EXERCISE — Repeat verbatim, and only, the lines of the data below, beginning at the line that contains "let first_page = list_by_user(&conn, user_id, 0, 2).unwrap();" and stopping after the line that contains "let last_page = list_by_user(&conn, user_id, 4, 2).unwrap();".

Stored data:

——

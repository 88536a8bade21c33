use super::models::{NewSubscription, Service, Subscription};
use crate::shared::errors::{AppError, AppResult};
use crate::shared::month::MonthKey;
use chrono::Utc;
use rusqlite::types::Type;
use rusqlite::{ffi, params, Connection, ErrorCode, OptionalExtension, Row};
use uuid::Uuid;

/// サブスクリプションの永続化を担うストア
///
/// 集計用の期間取得（`PeriodSource`）とは別の能力として定義する。
pub trait SubscriptionStore: Send + Sync {
    fn insert(&self, subscription: NewSubscription) -> AppResult<Subscription>;
    fn find_by_id(&self, id: Uuid) -> AppResult<Subscription>;
    fn update(&self, subscription: &Subscription) -> AppResult<()>;
    fn delete(&self, id: Uuid) -> AppResult<()>;
    fn list_by_user(&self, user_id: Uuid, offset: i64, limit: i64) -> AppResult<Vec<Subscription>>;
    fn count_by_user(&self, user_id: Uuid) -> AppResult<i64>;
}

const SELECT_SUBSCRIPTION: &str =
    "SELECT s.id, s.user_id, s.start_date, s.end_date, s.created_at, svc.id, svc.name, svc.price
     FROM subscriptions s
     JOIN services svc ON s.service_id = svc.id";

/// 行データをサブスクリプションに変換する
fn map_subscription(row: &Row<'_>) -> rusqlite::Result<Subscription> {
    Ok(Subscription {
        id: uuid_column(row, 0)?,
        user_id: uuid_column(row, 1)?,
        start_date: month_column(row, 2)?,
        end_date: optional_month_column(row, 3)?,
        created_at: row.get(4)?,
        service: Service {
            id: uuid_column(row, 5)?,
            name: row.get(6)?,
            price: row.get(7)?,
        },
    })
}

pub(crate) fn uuid_column(row: &Row<'_>, index: usize) -> rusqlite::Result<Uuid> {
    let value: String = row.get(index)?;
    Uuid::parse_str(&value)
        .map_err(|e| rusqlite::Error::FromSqlConversionFailure(index, Type::Text, Box::new(e)))
}

pub(crate) fn month_column(row: &Row<'_>, index: usize) -> rusqlite::Result<MonthKey> {
    let value: String = row.get(index)?;
    MonthKey::parse_storage(&value)
        .map_err(|e| rusqlite::Error::FromSqlConversionFailure(index, Type::Text, Box::new(e)))
}

pub(crate) fn optional_month_column(
    row: &Row<'_>,
    index: usize,
) -> rusqlite::Result<Option<MonthKey>> {
    let value: Option<String> = row.get(index)?;
    value
        .map(|v| {
            MonthKey::parse_storage(&v).map_err(|e| {
                rusqlite::Error::FromSqlConversionFailure(index, Type::Text, Box::new(e))
            })
        })
        .transpose()
}

fn not_found(id: Uuid) -> AppError {
    AppError::NotFound(format!("ID {id} のサブスクリプションが見つかりません"))
}

/// 名前と金額が一致するサービスを取得し、存在しなければ作成する
///
/// # 引数
/// * `conn` - データベース接続
/// * `name` - サービス名
/// * `price` - 月額料金
///
/// # 戻り値
/// 既存または新規作成したサービス
pub fn find_or_create_service(conn: &Connection, name: &str, price: i64) -> AppResult<Service> {
    let existing: Option<String> = conn
        .query_row(
            "SELECT id FROM services WHERE name = ?1 AND price = ?2",
            params![name, price],
            |row| row.get(0),
        )
        .optional()?;

    let id = match existing {
        Some(id) => Uuid::parse_str(&id)
            .map_err(|e| AppError::Database(format!("サービスIDの形式が不正です: {e}")))?,
        None => {
            let id = Uuid::new_v4();
            conn.execute(
                "INSERT INTO services (id, name, price) VALUES (?1, ?2, ?3)",
                params![id.to_string(), name, price],
            )?;
            log::debug!("サービスを新規作成しました: name={name}, price={price}");
            id
        }
    };

    Ok(Service {
        id,
        name: name.to_string(),
        price,
    })
}

/// サブスクリプションを作成する
///
/// # 引数
/// * `conn` - データベース接続
/// * `new` - 登録内容
///
/// # 戻り値
/// 作成されたサブスクリプション、または失敗時はエラー
pub fn create(conn: &Connection, new: NewSubscription) -> AppResult<Subscription> {
    let tx = conn.unchecked_transaction()?;

    let service = find_or_create_service(&tx, &new.service_name, new.price)?;
    let id = Uuid::new_v4();
    let now = Utc::now().to_rfc3339();

    tx.execute(
        "INSERT INTO subscriptions (id, service_id, user_id, start_date, end_date, created_at)
         VALUES (?1, ?2, ?3, ?4, ?5, ?6)",
        params![
            id.to_string(),
            service.id.to_string(),
            new.user_id.to_string(),
            new.start_date.to_storage(),
            new.end_date.map(|m| m.to_storage()),
            now,
        ],
    )
    .map_err(|e| match e {
        rusqlite::Error::SqliteFailure(ref err, _)
            if err.code == ErrorCode::ConstraintViolation
                && (err.extended_code == ffi::SQLITE_CONSTRAINT_UNIQUE
                    || err.extended_code == ffi::SQLITE_CONSTRAINT_PRIMARYKEY) =>
        {
            AppError::conflict(format!("ID {id} のサブスクリプションは既に存在します"))
        }
        _ => AppError::from(e),
    })?;

    tx.commit()?;

    find_by_id(conn, id)
}

/// IDでサブスクリプションを取得する
///
/// # 引数
/// * `conn` - データベース接続
/// * `id` - サブスクリプションID
///
/// # 戻り値
/// サブスクリプション、または失敗時はエラー
pub fn find_by_id(conn: &Connection, id: Uuid) -> AppResult<Subscription> {
    conn.query_row(
        &format!("{SELECT_SUBSCRIPTION} WHERE s.id = ?1"),
        params![id.to_string()],
        map_subscription,
    )
    .map_err(|e| match e {
        rusqlite::Error::QueryReturnedNoRows => not_found(id),
        _ => AppError::Database(e.to_string()),
    })
}

/// サブスクリプションを更新する
///
/// サービス名・金額が変わった場合は対応するサービスを取得または作成して付け替える。
///
/// # 引数
/// * `conn` - データベース接続
/// * `subscription` - 更新後のサブスクリプション
pub fn update(conn: &Connection, subscription: &Subscription) -> AppResult<()> {
    let tx = conn.unchecked_transaction()?;

    let service =
        find_or_create_service(&tx, &subscription.service.name, subscription.service.price)?;

    let rows_affected = tx.execute(
        "UPDATE subscriptions
         SET service_id = ?1, user_id = ?2, start_date = ?3, end_date = ?4
         WHERE id = ?5",
        params![
            service.id.to_string(),
            subscription.user_id.to_string(),
            subscription.start_date.to_storage(),
            subscription.end_date.map(|m| m.to_storage()),
            subscription.id.to_string(),
        ],
    )?;

    if rows_affected == 0 {
        return Err(not_found(subscription.id));
    }

    tx.commit()?;
    Ok(())
}

/// サブスクリプションを削除する
///
/// # 引数
/// * `conn` - データベース接続
/// * `id` - サブスクリプションID
pub fn delete(conn: &Connection, id: Uuid) -> AppResult<()> {
    let rows_affected = conn.execute(
        "DELETE FROM subscriptions WHERE id = ?1",
        params![id.to_string()],
    )?;

    if rows_affected == 0 {
        return Err(not_found(id));
    }

    Ok(())
}

/// ユーザーのサブスクリプション一覧を取得する（開始月の新しい順）
///
/// # 引数
/// * `conn` - データベース接続
/// * `user_id` - ユーザーID
/// * `offset` - 読み飛ばす件数
/// * `limit` - 取得する最大件数
pub fn list_by_user(
    conn: &Connection,
    user_id: Uuid,
    offset: i64,
    limit: i64,
) -> AppResult<Vec<Subscription>> {
    let mut stmt = conn.prepare(&format!(
        "{SELECT_SUBSCRIPTION} WHERE s.user_id = ?1
         ORDER BY s.start_date DESC, s.seq DESC
         LIMIT ?2 OFFSET ?3"
    ))?;

    let subscriptions = stmt.query_map(
        params![user_id.to_string(), limit, offset],
        map_subscription,
    )?;

    subscriptions
        .collect::<Result<Vec<_>, _>>()
        .map_err(|e| AppError::Database(e.to_string()))
}

/// ユーザーのサブスクリプション件数を取得する
pub fn count_by_user(conn: &Connection, user_id: Uuid) -> AppResult<i64> {
    let count = conn.query_row(
        "SELECT COUNT(*) FROM subscriptions WHERE user_id = ?1",
        params![user_id.to_string()],
        |row| row.get(0),
    )?;
    Ok(count)
}

#[cfg(test)]
mod tests {
    use super::*;
    use crate::db::migrations::run_migrations;

    fn create_test_db() -> Connection {
        let conn = Connection::open_in_memory().unwrap();
        run_migrations(&conn).unwrap();
        conn
    }

    fn month(year: i32, month: u32) -> MonthKey {
        MonthKey::new(year, month).unwrap()
    }

    fn new_subscription(user_id: Uuid, name: &str, price: i64, start: MonthKey) -> NewSubscription {
        NewSubscription {
            service_name: name.to_string(),
            price,
            user_id,
            start_date: start,
            end_date: None,
        }
    }

    #[test]
    fn test_subscription_crud_operations() {
        let conn = create_test_db();
        let user_id = Uuid::new_v4();

        // 作成のテスト
        let created = create(&conn, new_subscription(user_id, "Yandex Plus", 400, month(2025, 7)))
            .unwrap();
        assert_eq!(created.service.name, "Yandex Plus");
        assert_eq!(created.service.price, 400);
        assert_eq!(created.start_date, month(2025, 7));
        assert!(created.end_date.is_none());

        // 取得のテスト
        let retrieved = find_by_id(&conn, created.id).unwrap();
        assert_eq!(retrieved, created);

        // 更新のテスト
        let mut changed = retrieved.clone();
        changed.service.name = "Yandex Plus Multi".to_string();
        changed.service.price = 650;
        changed.end_date = Some(month(2025, 12));
        update(&conn, &changed).unwrap();

        let updated = find_by_id(&conn, created.id).unwrap();
        assert_eq!(updated.service.name, "Yandex Plus Multi");
        assert_eq!(updated.service.price, 650);
        assert_eq!(updated.end_date, Some(month(2025, 12)));
        assert_ne!(updated.service.id, created.service.id);

        // 削除のテスト
        delete(&conn, created.id).unwrap();
        assert!(matches!(find_by_id(&conn, created.id), Err(AppError::NotFound(_))));
    }

    #[test]
    fn test_services_are_shared_by_name_and_price() {
        let conn = create_test_db();

        let first = create(&conn, new_subscription(Uuid::new_v4(), "Netflix", 999, month(2024, 1)))
            .unwrap();
        let second = create(&conn, new_subscription(Uuid::new_v4(), "Netflix", 999, month(2024, 3)))
            .unwrap();
        let third = create(&conn, new_subscription(Uuid::new_v4(), "Netflix", 1299, month(2024, 3)))
            .unwrap();

        assert_eq!(first.service.id, second.service.id);
        assert_ne!(first.service.id, third.service.id);

        let count: i64 = conn
            .query_row("SELECT COUNT(*) FROM services", [], |row| row.get(0))
            .unwrap();
        assert_eq!(count, 2);
    }

    #[test]
    fn test_missing_subscription_operations() {
        let conn = create_test_db();
        let id = Uuid::new_v4();

        assert!(matches!(find_by_id(&conn, id), Err(AppError::NotFound(_))));
        assert!(matches!(delete(&conn, id), Err(AppError::NotFound(_))));

        let ghost = Subscription {
            id,
            service: Service {
                id: Uuid::new_v4(),
                name: "Ghost".to_string(),
                price: 1,
            },
            user_id: Uuid::new_v4(),
            start_date: month(2024, 1),
            end_date: None,
            created_at: Utc::now().to_rfc3339(),
        };
        assert!(matches!(update(&conn, &ghost), Err(AppError::NotFound(_))));
    }

    #[test]
    fn test_list_by_user_paginates_newest_first() {
        let conn = create_test_db();
        let user_id = Uuid::new_v4();
        let other_user = Uuid::new_v4();

        for m in 1..=5 {
            create(&conn, new_subscription(user_id, "Music", 300, month(2024, m))).unwrap();
        }
        create(&conn, new_subscription(other_user, "Music", 300, month(2024, 6))).unwrap();

        assert_eq!(count_by_user(&conn, user_id).unwrap(), 5);
        assert_eq!(count_by_user(&conn, other_user).unwrap(), 1);

        let first_page = list_by_user(&conn, user_id, 0, 2).unwrap();
        let starts: Vec<_> = first_page.iter().map(|s| s.start_date).collect();
        assert_eq!(starts, vec![month(2024, 5), month(2024, 4)]);

        let last_page = list_by_user(&conn, user_id, 4, 2).unwrap();
        assert_eq!(last_page.len(), 1);
        assert_eq!(last_page[0].start_date, month(2024, 1));

        assert!(list_by_user(&conn, Uuid::new_v4(), 0, 10).unwrap().is_empty());
    }
}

——

COMPLETED TASK —
        let first_page = list_by_user(&conn, user_id, 0, 2).unwrap();
        let starts: Vec<_> = first_page.iter().map(|s| s.start_date).collect();
        assert_eq!(starts, vec![month(2024, 5), month(2024, 4)]);

        let last_page = list_by_user(&conn, user_id, 4, 2).unwrap();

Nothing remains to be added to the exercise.